It is suitable also to the desires of the saints. As their natures, so will be their desires; and as their desires, so will be their rest. Indeed, we have now a mixed nature; and from contrary principles, do arise contrary desires; as they are flesh, they have desires of flesh; and as so they have sinful desires. These are not the desires that this rest is suited to for they will accompany them to their rest. But it is the desires of our renewed natures, and those which the Christian will ordinarily own which this rest is suited to. While our desires remain uncorrupted and misguided, it is a far greater mercy to deny them, yea, to destroy them, than to satisfy them; but those which are spiritual are of His own planting, and He will surely water them and give the increase. Is it so great a work to raise them in us, and shall they after all this vanish and fail?
He quickened our hungering and thirsting for righteousness, so that He might make us happy in a full satisfaction. Christian, this is a rest after your own heart. It contains all that your heart can wish; that which you long for, pray for, labor for, there you shall find it all. You would rather have God in Christ than all the world. There you shall have Him! What would you not give for assurance of His love? There you shall have assurance beyond suspicion. Nay, your desires cannot now extend to the height of what you shall there obtain.
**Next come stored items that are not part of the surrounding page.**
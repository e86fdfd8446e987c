//! Receipt text layout: margins and separator lines.
//!
//! Margins count blank lines and are clamped to `0..=10`. A second margin
//! that is absent or out of range takes the value of the first one.

use crate::kkm::details::PrintableText;

pub const SEPARATOR_CHAR: char = '-';
pub const MAX_MARGIN: u32 = 10;

fn clamp_pair(first: u32, second: Option<u32>) -> (usize, usize) {
    let first = first.min(MAX_MARGIN);
    let second = second.filter(|m| *m <= MAX_MARGIN).unwrap_or(first);
    (first as usize, second as usize)
}

/// Surround `text` with `top` and `bottom` blank lines.
pub fn add_margins(text: &str, top: u32, bottom: Option<u32>) -> String {
    let (top, bottom) = clamp_pair(top, bottom);
    let mut out = String::with_capacity(text.len() + top + bottom);
    out.extend(std::iter::repeat('\n').take(top));
    out.push_str(text);
    out.extend(std::iter::repeat('\n').take(bottom));
    out
}

/// A text ready for `PrintText`, with the formatting it needs.
#[derive(Debug, Clone, PartialEq, Eq)]
pub struct TextJob {
    pub text: String,
    pub center: bool,
    pub magnified: bool,
}

/// Layout rules bound to one device's receipt width.
#[derive(Debug, Clone, Copy)]
pub struct Layout {
    line_length: usize,
}

impl Layout {
    pub fn new(line_length: u32) -> Self {
        Self {
            line_length: line_length as usize,
        }
    }

    fn rule(&self) -> String {
        std::iter::repeat(SEPARATOR_CHAR)
            .take(self.line_length)
            .collect()
    }

    /// A separator line with its own margins, as printed between sections.
    pub fn separator(&self, top: u32, bottom: Option<u32>) -> String {
        add_margins(&self.rule(), top, bottom)
    }

    /// Append a separator whose bottom margin is one line larger.
    fn push_separator(&self, text: &mut String, top: u32, bottom: Option<u32>) {
        let (top, bottom) = clamp_pair(top, bottom);
        text.extend(std::iter::repeat('\n').take(top));
        text.push_str(&self.rule());
        text.extend(std::iter::repeat('\n').take(bottom + 1));
    }

    /// `text` framed by separators: outer margins outside, inner margins
    /// (plus one line) between the separators and the text.
    pub fn add_separators(&self, text: &str, outer: u32, inner: Option<u32>) -> String {
        let (outer, inner) = clamp_pair(outer, inner);
        let inner = inner + 1;
        let mut out = String::new();
        out.extend(std::iter::repeat('\n').take(outer));
        out.push_str(&self.rule());
        out.extend(std::iter::repeat('\n').take(inner));
        out.push_str(text);
        out.extend(std::iter::repeat('\n').take(inner));
        out.push_str(&self.rule());
        out.extend(std::iter::repeat('\n').take(outer));
        out
    }

    /// Resolve one block into a print job. `None` means nothing is printed.
    ///
    /// - empty content prints only when separated, as a centred plain separator
    /// - magnified text is never framed by separators
    pub fn text(&self, block: &PrintableText) -> Option<TextJob> {
        let mut center = block.center;
        let mut magnified = block.magnified;
        let text = if block.content.is_empty() {
            if !block.separated {
                return None;
            }
            center = true;
            magnified = false;
            let mut text = String::new();
            self.push_separator(&mut text, block.margin_outer, Some(block.margin_inner));
            text
        } else if block.separated && !magnified {
            self.add_separators(&block.content, block.margin_outer, Some(block.margin_inner))
        } else {
            add_margins(&block.content, block.margin_inner, None)
        };
        Some(TextJob {
            text,
            center,
            magnified,
        })
    }
}
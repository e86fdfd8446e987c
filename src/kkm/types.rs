//! Device vocabulary shared by the driver seam, request parsing and reports.
//!
//! Every enum carries its driver code (`code()` / `from_code()`) and, where
//! requests can name it, a tolerant string parser that accepts the lowercase
//! name as well as the decimal driver code.

use serde::{Deserialize, Serialize};

// ---------------------------------------------------------------------------
// Time zone
// ---------------------------------------------------------------------------

/// Device time zone setting (`device` keeps whatever the device is set to).
#[derive(Debug, Clone, Copy, PartialEq, Eq, Serialize, Deserialize)]
pub enum TimeZone {
    #[serde(rename = "device")]
    Device,
    #[serde(rename = "tz1", alias = "+2", alias = "utc+2")]
    Zone1,
    #[serde(rename = "tz2", alias = "+3", alias = "utc+3")]
    Zone2,
    #[serde(rename = "tz3", alias = "+4", alias = "utc+4")]
    Zone3,
    #[serde(rename = "tz4", alias = "+5", alias = "utc+5")]
    Zone4,
    #[serde(rename = "tz5", alias = "+6", alias = "utc+6")]
    Zone5,
    #[serde(rename = "tz6", alias = "+7", alias = "utc+7")]
    Zone6,
    #[serde(rename = "tz7", alias = "+8", alias = "utc+8")]
    Zone7,
    #[serde(rename = "tz8", alias = "+9", alias = "utc+9")]
    Zone8,
    #[serde(rename = "tz9", alias = "+10", alias = "utc+10")]
    Zone9,
    #[serde(rename = "tz10", alias = "+11", alias = "utc+11")]
    Zone10,
    #[serde(rename = "tz11", alias = "+12", alias = "utc+12")]
    Zone11,
}
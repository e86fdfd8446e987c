//! Device session.
//!
//! A [`Device`] owns one driver handle for the lifetime of one request. It
//! connects and verifies the device identity on construction, and its `Drop`
//! cancels a receipt left pending and closes the link on every exit path.
//!
//! Queries and prints live here; the fiscal transactions (receipts, cash,
//! shift closing) are implemented in [`super::transaction`] on the same type.

use crate::kkm::config::KkmConfig;
use crate::kkm::connparams::{ConnParams, KnownConnParams};
use crate::kkm::details::{PrintDetails, PrintableText};
use crate::kkm::driver::{
    tags, Command, DataType, FiscalDriver, FnDataType, Param, ReportType, UnitType,
    ALIGNMENT_CENTER, TEXT_WRAP_WORDS,
};
use crate::kkm::error::{KkmError, Result};
use crate::kkm::layout::Layout;
use crate::kkm::result::{
    AgentSign, CashStatPayload, FfdVersionsPayload, FnInfoPayload, FndtErrorsPayload,
    FwVersionsPayload, LastDocumentPayload, LastReceiptPayload, LastRegistrationPayload,
    OfdExchangeStatusPayload, OperationResult, Payload, ReceiptStatePayload,
    RegistrationInfoPayload, ShiftStatePayload, StatusPayload, TaxationTypes,
};
use crate::kkm::types::{
    DocumentType, FfdVersion, PaymentType, ReceiptType, ShiftState, TextPosition,
};
use std::fmt;
use std::sync::{Arc, Mutex};
use std::time::Duration;
use tracing::{debug, warn};

const HELLO_TITLE: &str = "Hello!";
const HELLO_TEXT: &str =
    "\nI am a hard-working cash register.\n\nI am glad to work with such wonderful people.";

// ---------------------------------------------------------------------------
// Sleeper
// ---------------------------------------------------------------------------

/// Blocking wait used between confirmation polls.
pub trait Sleeper: Send {
    fn sleep(&self, duration: Duration);
}

/// Sleeps the calling thread.
#[derive(Debug, Clone, Copy, Default)]
pub struct ThreadSleeper;

impl Sleeper for ThreadSleeper {
    fn sleep(&self, duration: Duration) {
        std::thread::sleep(duration);
    }
}

/// Records waits instead of sleeping. Clones share the record.
#[derive(Debug, Clone, Default)]
pub struct RecordingSleeper {
    slept: Arc<Mutex<Vec<Duration>>>,
}

impl RecordingSleeper {
    pub fn sleeps(&self) -> Vec<Duration> {
        self.slept.lock().map(|s| s.clone()).unwrap_or_default()
    }
}

impl Sleeper for RecordingSleeper {
    fn sleep(&self, duration: Duration) {
        if let Ok(mut slept) = self.slept.lock() {
            slept.push(duration);
        }
    }
}
//! Build information and log file housekeeping.

use serde_json::{json, Value};
use std::fs;
use std::path::{Path, PathBuf};
use std::time::SystemTime;
use tracing::warn;

// ---------------------------------------------------------------------------
// Constants
// ---------------------------------------------------------------------------

/// Maximum number of log files to retain.
pub const MAX_LOG_FILES: usize = 10;

/// File name prefix of the rolling log (`kkm.YYYY-MM-DD`).
pub const LOG_FILE_PREFIX: &str = "kkm";

/// Overrides the log directory when set.
pub const LOG_DIR_ENV: &str = "KKM_LOG_DIR";

const APP_DIR: &str = "kkm-gateway";

// ---------------------------------------------------------------------------
// About info
// ---------------------------------------------------------------------------

/// Returns version, build timestamp, git SHA, and platform info.
pub fn about_info() -> Value {
    json!({
        "name": env!("CARGO_PKG_NAME"),
        "version": env!("CARGO_PKG_VERSION"),
        "buildTimestamp": env!("BUILD_TIMESTAMP"),
        "gitSha": env!("BUILD_GIT_SHA"),
        "platform": std::env::consts::OS,
        "arch": std::env::consts::ARCH,
    })
}

// ---------------------------------------------------------------------------
// Log rotation
// ---------------------------------------------------------------------------

/// Log directory: `KKM_LOG_DIR`, else the platform data directory.
pub fn log_dir() -> PathBuf {
    if let Some(dir) = std::env::var_os(LOG_DIR_ENV).filter(|d| !d.is_empty()) {
        return PathBuf::from(dir);
    }
    let base = std::env::var("LOCALAPPDATA")
        .or_else(|_| std::env::var("XDG_DATA_HOME"))
        .map(PathBuf::from)
        .unwrap_or_else(|_| {
            #[cfg(target_os = "windows")]
            {
                PathBuf::from(std::env::var("USERPROFILE").unwrap_or_else(|_| ".".into()))
                    .join("AppData")
                    .join("Local")
            }
            #[cfg(not(target_os = "windows"))]
            {
                PathBuf::from(std::env::var("HOME").unwrap_or_else(|_| ".".into()))
                    .join(".local")
                    .join("share")
            }
        });
    base.join(APP_DIR).join("logs")
}

fn is_log_file(name: &str) -> bool {
    name == LOG_FILE_PREFIX
        || name
            .strip_prefix(LOG_FILE_PREFIX)
            .is_some_and(|rest| rest.starts_with('.'))
}

/// Remove all but the `keep` newest log files in `dir`. Returns how many
/// files were removed.
pub fn prune_logs(dir: &Path, keep: usize) -> usize {
    let Ok(entries) = fs::read_dir(dir) else {
        return 0;
    };

    let mut log_files: Vec<(PathBuf, SystemTime)> = entries
        .flatten()
        .map(|entry| entry.path())
        .filter(|path| path.is_file())
        .filter(|path| {
            path.file_name()
                .and_then(|n| n.to_str())
                .is_some_and(is_log_file)
        })
        .map(|path| {
            let modified = fs::metadata(&path)
                .and_then(|m| m.modified())
                .unwrap_or(SystemTime::UNIX_EPOCH);
            (path, modified)
        })
        .collect();

    // Newest first
    log_files.sort_by(|a, b| b.1.cmp(&a.1));

    let mut removed = 0;
    for (path, _) in log_files.iter().skip(keep) {
        match fs::remove_file(path) {
            Ok(()) => removed += 1,
            Err(e) => warn!("Failed to prune log file {}: {e}", path.display()),
        }
    }
    removed
}

/// Prune the default log directory down to [`MAX_LOG_FILES`].
pub fn prune_old_logs() {
    prune_logs(&log_dir(), MAX_LOG_FILES);
}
The rest is very suitable to the saints’ necessities also as well as to their natures and desires. It contains whatsoever they truly wanted. It was Christ and perfected holiness which they most needed, and with these shall they here be principally supplied. The rain which Elijah’s prayer procured was not more seasonable, after the three years’ drought, than this rest will be to this thirsty soul.
Heaven Will Be Perfect in Every Way. Another excellency of our rest will be this, that it will be absolutely perfect and complete; and this both in the sincerity and universality of it. We shall then have joy without sorrow, and rest without weariness. As there is no mixture of corruption with our graces, so no mixture of sufferings with our solace. There are none of those waves in that harbor, which now so toss us up and down. There will be a universal perfecting of all our parts and powers, and a universal removal of all our evils. And though the positive part be the sweetest, and that which draws the other after it, even as the rising of the sun excludes the darkness; yet is not the negative part to be slighted, even our freedom, from so many and great calamities.
Heaven excludes nothing more directly than sin; whether original and of nature, or actual and of behavior. For there enters nothing that defiles, nor that works abomination, nor that makes a lie. When they are there, the saints are saints indeed. He that will wash them with His heart-blood, rather than suffer them to enter unclean, will now perfectly see to that; He who has undertaken to present them to His Father, “not having spot or wrinkle or any such thing, but perfectly holy, and without blemish,” will now most certainly perform His undertaking.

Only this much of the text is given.